EXERCISE DIRECTIONS ->
Among the entries below, only the lines starting at the one with "use embedded_hal_async::delay::DelayNs;" and ending at the one with "pub const fn new(limit: u32)", both included, are to be printed exactly.

[Stored items]

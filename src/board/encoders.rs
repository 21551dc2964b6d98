//! Shaft encoders on PWM slices in edge-counting input mode
//!
//! The hardware counter is 16 bits wide and wraps, so each read folds the
//! difference since the previous read into a 32-bit running total.

use course_robot::system::hardware::{EncoderPair, WheelEncoder};
use embassy_rp::gpio::Pull;
use embassy_rp::pwm::{Config, InputMode, Pwm};

use super::resources::EncoderResources;

pub struct PulseCounter {
    pwm: Pwm<'static>,
    last: u16,
    total: u32,
}

impl PulseCounter {
    fn new(pwm: Pwm<'static>) -> Self {
        let mut counter = Self { pwm, last: 0, total: 0 };
        counter.reset_count();
        counter
    }
}

impl WheelEncoder for PulseCounter {
    fn reset_count(&mut self) {
        self.pwm.set_counter(0);
        self.last = 0;
        self.total = 0;
    }

    fn count(&mut self) -> u32 {
        let now = self.pwm.counter();
        self.total = self.total.saturating_add(u32::from(now.wrapping_sub(self.last)));
        self.last = now;
        self.total
    }
}

pub fn encoder_pair(r: EncoderResources) -> EncoderPair<PulseCounter> {
    let config = Config::default();
    let front_left = Pwm::new_input(
        r.front_left_slice,
        r.front_left_pin,
        Pull::None,
        InputMode::RisingEdge,
        config.clone(),
    );
    let back_right = Pwm::new_input(
        r.back_right_slice,
        r.back_right_pin,
        Pull::None,
        InputMode::RisingEdge,
        config,
    );
    EncoderPair::new(PulseCounter::new(front_left), PulseCounter::new(back_right))
}
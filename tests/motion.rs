mod common;

use common::robot_at;
use course_robot::{
    system::{
        config::RobotConfig,
        drive_command::{Direction, DriveCommand, Rotation},
        pose::RobotPose,
    },
    Error,
};
use embassy_futures::block_on;

#[test]
fn forward_move_runs_until_both_encoders_reach_the_count() {
    let (mut robot, world) = robot_at(RobotPose::new(10.0, 10.0, 0.0), RobotConfig::default());

    let report = block_on(robot.move_straight(Direction::Forward, 50.0, 10.0)).unwrap();

    assert_eq!(report.target_counts, 55);
    assert!(report.front_left >= 55);
    assert!(report.back_right >= 55);
    let world = world.borrow();
    assert!(world.motors.is_stopped());
    assert_eq!(world.commands, vec![DriveCommand::straight(Direction::Forward, 50.0)]);
    assert!(world.pose.x > 10.0);
}

#[test]
fn waits_for_the_slower_wheel() {
    let (mut robot, world) = robot_at(RobotPose::new(10.0, 10.0, 0.0), RobotConfig::default());
    world.borrow_mut().back_right_grip = 0.5;

    let report = block_on(robot.move_straight(Direction::Backward, 50.0, 10.0)).unwrap();

    assert!(report.back_right >= report.target_counts);
    assert!(report.front_left >= 2 * report.target_counts - 2);
}

#[test]
fn turn_uses_rotation_counts() {
    let (mut robot, world) = robot_at(RobotPose::new(10.0, 10.0, 90.0), RobotConfig::default());

    let report = block_on(robot.turn(Rotation::Left, 40.0, 90.0)).unwrap();

    assert_eq!(report.target_counts, 34);
    let world = world.borrow();
    assert_eq!(world.commands, vec![DriveCommand::rotate(Rotation::Left, 40.0)]);
    assert!(world.pose.heading > 90.0);
    assert!(world.motors.is_stopped());
}

#[test]
fn negative_distance_uses_the_magnitude() {
    let (mut robot, _world) = robot_at(RobotPose::new(10.0, 10.0, 0.0), RobotConfig::default());

    let report = block_on(robot.move_straight(Direction::Forward, 50.0, -10.0)).unwrap();

    assert_eq!(report.target_counts, 55);
}

#[test]
fn stalled_move_runs_out_of_polls_and_stops() {
    let (mut robot, world) = robot_at(RobotPose::new(10.0, 10.0, 0.0), RobotConfig::default());
    world.borrow_mut().stalled = true;

    let result = block_on(robot.move_straight(Direction::Forward, 50.0, 10.0));

    assert_eq!(
        result,
        Err(Error::MoveIncomplete {
            target_counts: 55,
            front_left: 0,
            back_right: 0,
        })
    );
    assert!(world.borrow().motors.is_stopped());
}

#[test]
fn encoders_are_reset_before_each_move() {
    let (mut robot, _world) = robot_at(RobotPose::new(10.0, 10.0, 0.0), RobotConfig::default());

    let first = block_on(robot.move_straight(Direction::Forward, 50.0, 10.0)).unwrap();
    let second = block_on(robot.move_straight(Direction::Forward, 50.0, 10.0)).unwrap();

    assert!(second.front_left < first.front_left + 5);
    assert!(second.polls > 1);
}

#[test]
fn non_finite_inputs_are_rejected_before_moving() {
    let (mut robot, world) = robot_at(RobotPose::new(10.0, 10.0, 0.0), RobotConfig::default());

    assert_eq!(
        block_on(robot.move_straight(Direction::Forward, f32::NAN, 10.0)),
        Err(Error::InvalidConfig)
    );
    assert_eq!(
        block_on(robot.turn(Rotation::Left, 40.0, f32::INFINITY)),
        Err(Error::InvalidConfig)
    );

    let world = world.borrow();
    assert!(world.commands.is_empty());
    assert_eq!(world.elapsed_us, 0);
}
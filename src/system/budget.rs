//! Bounded polling
//!
//! Every wait-until loop in the crate goes through this module so that nothing
//! can spin forever on a stuck sensor or a stalled wheel. Time passes only
//! through an injected [`DelayNs`], which is embassy's `Delay` on the board and
//! a simulated clock in tests.

use embassy_time::Duration;
use embedded_hal_async::delay::DelayNs;

/// Fixed number of attempts
#[derive(Debug, Clone, Copy, PartialEq, Eq)]
#[cfg_attr(feature = "defmt", derive(defmt::Format))]
pub struct Budget {
    limit: u32,
    used: u32,
}

/// Returned once a [`Budget`] has nothing left
#[derive(Debug, Clone, Copy, PartialEq, Eq)]
#[cfg_attr(feature = "defmt", derive(defmt::Format))]
pub struct Exhausted {
    /// Attempts spent before giving up
    pub spent: u32,
}

impl Budget {
    pub const fn new(limit: u32) -> Self {
        Self { limit, used: 0 }
    }

    /// Take one attempt, returning its zero-based index
    pub fn try_spend(&mut self) -> Result<u32, Exhausted> {
        if self.used >= self.limit {
            return Err(Exhausted { spent: self.used });
        }
        let index = self.used;
        self.used += 1;
        Ok(index)
    }

    pub fn used(&self) -> u32 {
        self.used
    }

    pub fn remaining(&self) -> u32 {
        self.limit - self.used
    }

    pub fn is_exhausted(&self) -> bool {
        self.used >= self.limit
    }
}

/// How often to probe and how many probes to allow
#[derive(Debug, Clone, Copy, PartialEq, Eq)]
#[cfg_attr(feature = "defmt", derive(defmt::Format))]
pub struct PollPolicy {
    pub interval: Duration,
    pub max_polls: u32,
}

impl PollPolicy {
    pub const fn new(interval: Duration, max_polls: u32) -> Self {
        Self { interval, max_polls }
    }

    /// Enough polls at `interval` to cover `timeout`, at least one
    pub fn for_timeout(interval: Duration, timeout: Duration) -> Self {
        let step = interval.as_micros().max(1);
        let polls = timeout.as_micros().div_ceil(step).max(1);
        Self {
            interval,
            max_polls: u32::try_from(polls).unwrap_or(u32::MAX),
        }
    }

    pub fn budget(&self) -> Budget {
        Budget::new(self.max_polls)
    }
}

/// Value produced by a successful [`poll_until`]
#[derive(Debug, Clone, Copy, PartialEq)]
#[cfg_attr(feature = "defmt", derive(defmt::Format))]
pub struct Polled<T> {
    pub value: T,
    /// Probes made, the successful one included
    pub polls: u32,
}

/// Probe until `probe` yields a value or the policy runs out
///
/// The probe receives the zero-based attempt index. The delay runs after each
/// failed probe, never before the first one.
pub async fn poll_until<D, T, F>(delay: &mut D, policy: PollPolicy, mut probe: F) -> Result<Polled<T>, Exhausted>
where
    D: DelayNs,
    F: FnMut(u32) -> Option<T>,
{
    let mut budget = policy.budget();
    loop {
        let attempt = budget.try_spend()?;
        if let Some(value) = probe(attempt) {
            return Ok(Polled {
                value,
                polls: attempt + 1,
            });
        }
        wait(delay, policy.interval).await;
    }
}

/// Suspend for `duration`
pub async fn wait<D: DelayNs>(delay: &mut D, duration: Duration) {
    let micros = u32::try_from(duration.as_micros()).unwrap_or(u32::MAX);
    delay.delay_us(micros).await;
}
//! CdS photocell on a blocking ADC channel
//!
//! Every read takes a short burst of samples and returns their median, which
//! keeps single-sample spikes from the motor supply out of the classifier.

use course_robot::system::hardware::Photocell;
use defmt::warn;
use embassy_rp::adc::{Adc, Blocking, Channel, Config};
use embassy_rp::gpio::Pull;
use moving_median::MovingMedian;

use super::resources::PhotocellResources;

/// ADC reference voltage
const REF_VOLTAGE: f32 = 3.3;

/// 12-bit ADC full scale
const ADC_RANGE: f32 = 4095.0;

/// Samples per reading
const MEDIAN_WINDOW_SIZE: usize = 5;

pub struct CdsCell {
    adc: Adc<'static, Blocking>,
    channel: Channel<'static>,
}

impl CdsCell {
    pub fn new(r: PhotocellResources) -> Self {
        Self {
            adc: Adc::new_blocking(r.adc, Config::default()),
            channel: Channel::new_pin(r.cds_pin, Pull::None),
        }
    }
}

impl Photocell for CdsCell {
    fn value(&mut self) -> f32 {
        let mut median_filter = MovingMedian::<f32, MEDIAN_WINDOW_SIZE>::new();
        for _ in 0..MEDIAN_WINDOW_SIZE {
            match self.adc.blocking_read(&mut self.channel) {
                Ok(raw) => median_filter.add_value(f32::from(raw) * REF_VOLTAGE / ADC_RANGE),
                Err(_) => warn!("photocell ADC read failed"),
            }
        }
        median_filter.median()
    }
}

EXPECTED ANSWER ->
use embedded_hal_async::delay::DelayNs;

/// Fixed number of attempts
#[derive(Debug, Clone, Copy, PartialEq, Eq)]
#[cfg_attr(feature = "defmt", derive(defmt::Format))]
pub struct Budget {
    limit: u32,
    used: u32,
}

/// Returned once a [`Budget`] has nothing left
#[derive(Debug, Clone, Copy, PartialEq, Eq)]
#[cfg_attr(feature = "defmt", derive(defmt::Format))]
pub struct Exhausted {
    /// Attempts spent before giving up
    pub spent: u32,
}

impl Budget {
    pub const fn new(limit: u32) -> Self {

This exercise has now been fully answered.